Leukocyte infiltration and acinar cell
necrosis are hallmarks of severe AP, but the signaling pathways regulating
inflammation and organ injury in the pancreas remain elusive. In the present study, we investigated the role of geranylgeranyltransferase in AP. Male C57BL/6 mice were treated with a geranylgeranyltransferase inhibitor
GGTI-2133 (20 mg/kg) prior to induction of
pancreatitis by infusion of
taurocholate into the pancreatic duct. Pretreatment with
GGTI-2133 reduced plasma
amylase levels, pancreatic neutrophil recruitment,
hemorrhage, and
edema formation in
taurocholate-evoked
pancreatitis. Moreover, administration of
GGTI-2133 decreased the
taurocholate-induced increase of MPO activity in the pancreas and lung. Treatment with
GGTI-2133 markedly reduced levels of CXCL2 in the pancreas and
IL-6 in the plasma in response to
taurocholate challenge. Notably, geranylgeranyltransferase inhibition abolished neutrophil expression of Mac-1 in mice with
pancreatitis. Finally, inhibition of geranylgeranyltransferase had no direct effect on
secretagogue-induced activation of
trypsinogen in pancreatic acinar cells in vitro. A significant role of geranylgeranyltransferase was confirmed in an alternate model of AP induced by
L-arginine challenge.
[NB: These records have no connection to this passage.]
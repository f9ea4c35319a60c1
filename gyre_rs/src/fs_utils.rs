use std::fs;
use std::io;
use std::path::{Component, Path, PathBuf};
use std::process::{Command, Stdio};

use crate::cache::FileSystemCache;
use crate::types::Options;

/// Build-artifact directories skipped by the walker regardless of
/// ignore patterns. Hidden directories are skipped separately.
pub const DEFAULT_SKIP_DIRS: &[&str] = &["node_modules", "dist", "build", "out", "coverage"];

/// Checks paths against .gitignore by shelling out to git. Constructed
/// once per root; absent when the root is not inside a work tree.
pub struct GitIgnore {
    repo_root: PathBuf,
}

impl GitIgnore {
    pub fn discover(root: &Path) -> Option<Self> {
        let output = Command::new("git")
            .arg("-C")
            .arg(root)
            .arg("rev-parse")
            .arg("--show-toplevel")
            .stdout(Stdio::piped())
            .stderr(Stdio::null())
            .output()
            .ok()?;
        if !output.status.success() {
            return None;
        }
        let top = String::from_utf8_lossy(&output.stdout).trim().to_string();
        if top.is_empty() {
            return None;
        }
        Some(GitIgnore {
            repo_root: PathBuf::from(top),
        })
    }

    pub fn ignored(&self, path: &Path) -> bool {
        let relative = path.strip_prefix(&self.repo_root).unwrap_or(path);
        if relative.as_os_str().is_empty() {
            return false;
        }
        Command::new("git")
            .arg("-C")
            .arg(&self.repo_root)
            .arg("check-ignore")
            .arg("-q")
            .arg(relative)
            .stdout(Stdio::null())
            .stderr(Stdio::null())
            .status()
            .map(|status| status.success())
            .unwrap_or(false)
    }
}

pub fn matches_extension(path: &Path, extensions: &[String]) -> bool {
    path.extension()
        .and_then(|ext| ext.to_str())
        .map(|ext| {
            let lower = ext.to_ascii_lowercase();
            extensions.iter().any(|want| want == &lower)
        })
        .unwrap_or(false)
}

/// Lexical path normalization: resolves `.` and `..` components without
/// touching the filesystem. Resolution candidates frequently do not exist
/// yet, so `canonicalize` is not an option here.
pub fn normalize_path(path: &Path) -> PathBuf {
    let mut out = PathBuf::new();
    for component in path.components() {
        match component {
            Component::CurDir => {}
            Component::ParentDir => match out.components().next_back() {
                Some(Component::Normal(_)) => {
                    out.pop();
                }
                Some(Component::RootDir) | Some(Component::Prefix(_)) => {}
                _ => out.push(".."),
            },
            other => out.push(other.as_os_str()),
        }
    }
    if out.as_os_str().is_empty() {
        PathBuf::from(".")
    } else {
        out
    }
}

fn is_hidden(name: &str) -> bool {
    name.starts_with('.')
}

fn is_skipped_dir(name: &str) -> bool {
    DEFAULT_SKIP_DIRS.contains(&name)
}

/// Collects candidate source files under `dir`, sorted for deterministic
/// runs. Filters: hidden entries, artifact directories, the run's ignore
/// globs (matched workspace-relative through the pattern cache), optional
/// gitignore, and the extension list.
pub fn gather_files(
    dir: &Path,
    options: &Options,
    cache: &mut FileSystemCache,
    git: Option<&GitIgnore>,
    files: &mut Vec<PathBuf>,
) -> io::Result<()> {
    let mut entries: Vec<_> = fs::read_dir(dir)?
        .filter_map(Result::ok)
        .filter(|entry| !is_hidden(&entry.file_name().to_string_lossy()))
        .collect();

    entries.sort_by_key(|entry| entry.file_name().to_string_lossy().to_lowercase());

    for entry in entries {
        let path = entry.path();
        let name = entry.file_name().to_string_lossy().to_string();

        let relative = path
            .strip_prefix(&options.workspace_root)
            .unwrap_or(&path)
            .to_path_buf();
        if cache.is_ignored(&relative, &options.ignore_patterns) {
            continue;
        }
        if options.use_gitignore
            && let Some(checker) = git
            && checker.ignored(&path)
        {
            continue;
        }

        if path.is_file() {
            if matches_extension(&path, &options.extensions) {
                files.push(path);
            }
            continue;
        }
        if path.is_dir() && !is_skipped_dir(&name) {
            gather_files(&path, options, cache, git, files)?;
        }
    }

    Ok(())
}

#[cfg(test)]
mod tests {
    use super::*;
    use crate::types::Options;
    use tempfile::TempDir;

    fn options_for(root: &Path) -> Options {
        Options::new(root, 8)
    }

    #[test]
    fn normalize_resolves_dots_lexically() {
        assert_eq!(
            normalize_path(Path::new("/ws/src/a/../b.ts")),
            PathBuf::from("/ws/src/b.ts")
        );
        assert_eq!(
            normalize_path(Path::new("/ws/src/./x/./y.ts")),
            PathBuf::from("/ws/src/x/y.ts")
        );
        assert_eq!(
            normalize_path(Path::new("/ws/../../etc")),
            PathBuf::from("/etc")
        );
        assert_eq!(normalize_path(Path::new("a/./b")), PathBuf::from("a/b"));
        assert_eq!(normalize_path(Path::new("../a")), PathBuf::from("../a"));
    }

    #[test]
    fn gather_files_filters_extension_hidden_and_artifacts() {
        let tmp = TempDir::new().unwrap();
        let root = tmp.path();
        fs::create_dir_all(root.join("src/deep")).unwrap();
        fs::create_dir_all(root.join("node_modules/react")).unwrap();
        fs::create_dir_all(root.join(".cache")).unwrap();
        fs::write(root.join("src/app.ts"), "export {};").unwrap();
        fs::write(root.join("src/deep/util.tsx"), "export {};").unwrap();
        fs::write(root.join("src/readme.md"), "# no").unwrap();
        fs::write(root.join(".hidden.ts"), "export {};").unwrap();
        fs::write(root.join("node_modules/react/index.js"), "x").unwrap();
        fs::write(root.join(".cache/stale.ts"), "x").unwrap();

        let options = options_for(root);
        let mut cache = FileSystemCache::new();
        let mut files = Vec::new();
        gather_files(root, &options, &mut cache, None, &mut files).unwrap();

        let names: Vec<String> = files
            .iter()
            .map(|p| {
                p.strip_prefix(root)
                    .unwrap()
                    .to_string_lossy()
                    .replace('\\', "/")
            })
            .collect();
        assert_eq!(names, vec!["src/app.ts", "src/deep/util.tsx"]);
    }

    #[test]
    fn gather_files_honors_ignore_globs() {
        let tmp = TempDir::new().unwrap();
        let root = tmp.path();
        fs::create_dir_all(root.join("src/generated")).unwrap();
        fs::write(root.join("src/app.ts"), "export {};").unwrap();
        fs::write(root.join("src/generated/api.ts"), "export {};").unwrap();

        let mut options = options_for(root);
        options.ignore_patterns = vec!["**/generated/**".to_string()];
        let mut cache = FileSystemCache::new();
        let mut files = Vec::new();
        gather_files(root, &options, &mut cache, None, &mut files).unwrap();

        let names: Vec<String> = files
            .iter()
            .map(|p| p.file_name().unwrap().to_string_lossy().to_string())
            .collect();
        assert_eq!(names, vec!["app.ts"]);
    }

    #[test]
    fn gitignore_discovery_fails_outside_a_repo() {
        let tmp = TempDir::new().unwrap();
        // No .git anywhere under a fresh tempdir root.
        if let Some(checker) = GitIgnore::discover(tmp.path()) {
            // Running inside some parent repo: the checker must still
            // answer without error for arbitrary paths.
            let _ = checker.ignored(&tmp.path().join("x.ts"));
        }
    }
}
Our findings show that geranylgeranyltransferase regulates neutrophil accumulation and tissue damage via expression of Mac-1 on neutrophils and CXCL2 formation in AP. Thus, these results reveal new signaling mechanisms in
pancreatitis and indicate that targeting geranylgeranyltransferase might be an effective way to ameliorate severe AP.